/// The ways a single payload field can be invalid.
#[derive(Debug, Clone, PartialEq, Eq, thiserror::Error)]
pub enum FieldError {
    /// The field was absent or null.
    #[error("this field is required")]
    Missing,

    /// The field was neither a string nor a number.
    #[error("not a valid string")]
    NotText,

    /// The field was empty or only whitespace.
    #[error("this field may not be blank")]
    Blank,

    /// The field has more characters than allowed.
    #[error("ensure this field has no more than {0} characters")]
    TooLong(usize),

    /// The date is not a valid calendar date in the format `YYYY-MM-DD`.
    #[error("date has the wrong format, use YYYY-MM-DD")]
    InvalidDate,

    /// The transaction type is neither "inflow" nor "outflow".
    #[error("\"{0}\" is not a valid transaction type, use \"inflow\" or \"outflow\"")]
    InvalidType(String),

    /// The amount failed validation.
    #[error(transparent)]
    Amount(#[from] AmountError),

    /// A list item was not a transaction object.
    #[error("expected a transaction object")]
    NotAnObject,
}

/// The field errors of one invalid payload, keyed by field name.
///
/// Serializes to a JSON object such as
/// `{"amount": "invalid amount format"}`.
#[derive(Debug, Clone, Default, PartialEq, Eq)]
pub struct ValidationError {
    errors: BTreeMap<&'static str, FieldError>,
}

impl ValidationError {
    /// Record `error` against `field`, replacing any earlier error for that field.
    pub fn add(&mut self, field: &'static str, error: FieldError) {
        self.errors.insert(field, error);
    }

    /// The error recorded against `field`, if any.
    pub fn get(&self, field: &str) -> Option<&FieldError> {
        self.errors.get(field)
    }

    /// Whether no field errors have been recorded.
    pub fn is_empty(&self) -> bool {
        self.errors.is_empty()
    }

    /// The field errors ordered by field name.
    pub fn iter(&self) -> impl Iterator<Item = (&'static str, &FieldError)> {
        self.errors.iter().map(|(field, error)| (*field, error))
    }
}

impl Display for ValidationError {
    fn fmt(&self, f: &mut std::fmt::Formatter<'_>) -> std::fmt::Result {
        let messages: Vec<String> = self
            .iter()
            .map(|(field, error)| format!("{field}: {error}"))
            .collect();

        f.write_str(&messages.join("; "))
    }
}

impl std::error::Error for ValidationError {}

impl Serialize for ValidationError {
    fn serialize<S: Serializer>(&self, serializer: S) -> Result<S::Ok, S::Error> {
        let mut map = serializer.serialize_map(Some(self.errors.len()))?;

        for (field, error) in self.iter() {
            map.serialize_entry(field, &error.to_string())?;
        }

        map.end()
    }
}

impl TransactionPayload {
    /// Read one item of a request body as a payload.
    ///
    /// # Errors
    /// Returns a [ValidationError] under `non_field_errors` if `item` is not
    /// a JSON object.
    pub fn from_item(item: Value) -> Result<Self, ValidationError> {
        let mut errors = ValidationError::default();

        if !item.is_object() {
            errors.add(NON_FIELD_ERRORS, FieldError::NotAnObject);
            return Err(errors);
        }

        serde_json::from_value(item).map_err(|error| {
            tracing::debug!("could not deserialize transaction payload: {error}");
            errors.add(NON_FIELD_ERRORS, FieldError::NotAnObject);
            errors
        })
    }

    /// Check every field and convert the payload into a [NewTransaction].
    ///
    /// The amount is checked against the declared type with
    /// [validate_amount]. If the type itself is invalid, only the format of
    /// the amount is checked.
    ///
    /// # Errors
    /// Returns a [ValidationError] holding an entry for every invalid field.
    pub fn validate(self) -> Result<NewTransaction, ValidationError> {
        let mut errors = ValidationError::default();

        let user_email = check_text("user_email", self.user_email, &mut errors);
        let reference = check_text("reference", self.reference, &mut errors);
        let date = check_date(self.date, &mut errors);
        let transaction_type = check_type(self.transaction_type, &mut errors);
        let amount = check_amount(self.amount, transaction_type, &mut errors);
        let category = check_text("category", self.category, &mut errors);

        let (
            Some(user_email),
            Some(reference),
            Some(date),
            Some(amount),
            Some(transaction_type),
            Some(category),
        ) = (
            user_email,
            reference,
            date,
            amount,
            transaction_type,
            category,
        )
        else {
            return Err(errors);
        };

        Ok(NewTransaction {
            reference,
            user_email,
            date,
            amount,
            transaction_type,
            category,
        })
    }
}

impl TryFrom<TransactionPayload> for NewTransaction {
    type Error = ValidationError;

    fn try_from(payload: TransactionPayload) -> Result<Self, Self::Error> {
        payload.validate()
    }
}

impl TryFrom<Value> for NewTransaction {
    type Error = ValidationError;

    fn try_from(item: Value) -> Result<Self, Self::Error> {
        TransactionPayload::from_item(item)?.validate()
    }
}

fn check_text(
    field: &'static str,
    value: Option<FieldValue>,
    errors: &mut ValidationError,
) -> Option<String> {
    let Some(value) = value else {
        errors.add(field, FieldError::Missing);
        return None;
    };

    let value = value
        .into_text()
        .map_err(|error| errors.add(field, error))
        .ok()?;

    if value.trim().is_empty() {
        errors.add(field, FieldError::Blank);
        return None;
    }

    if value.chars().count() > MAX_TEXT_LENGTH {
        errors.add(field, FieldError::TooLong(MAX_TEXT_LENGTH));
        return None;
    }

    Some(value)
}

fn check_date(value: Option<FieldValue>, errors: &mut ValidationError) -> Option<Date> {
    let value = check_text("date", value, errors)?;

    Date::parse(value.trim(), DATE_FORMAT)
        .inspect_err(|error| tracing::debug!("could not parse date {value:?}: {error}"))
        .map_err(|_| errors.add("date", FieldError::InvalidDate))
        .ok()
}

fn check_type(value: Option<FieldValue>, errors: &mut ValidationError) -> Option<TransactionType> {
    let value = check_text("type", value, errors)?;

    value
        .parse()
        .map_err(|other| errors.add("type", FieldError::InvalidType(other)))
        .ok()
}

fn check_amount(
    value: Option<FieldValue>,
    transaction_type: Option<TransactionType>,
    errors: &mut ValidationError,
) -> Option<i64> {
    // Booleans, lists and objects are malformed amounts rather than bad text.
    let value = match value {
        Some(FieldValue::Other(_)) => {
            errors.add("amount", FieldError::Amount(AmountError::InvalidFormat));
            return None;
        }
        value => check_text("amount", value, errors)?,
    };

    let result = match transaction_type {
        Some(transaction_type) => validate_amount(&value, transaction_type),
        None => parse_minor_units(&value),
    };

    result
        .map_err(|error| errors.add("amount", FieldError::Amount(error)))
        .ok()
}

----

Assigned task
If the word "InvalidType" is on a line above, return that line.

Your response
    InvalidType(String),
        .map_err(|other| errors.add("type", FieldError::InvalidType(other)))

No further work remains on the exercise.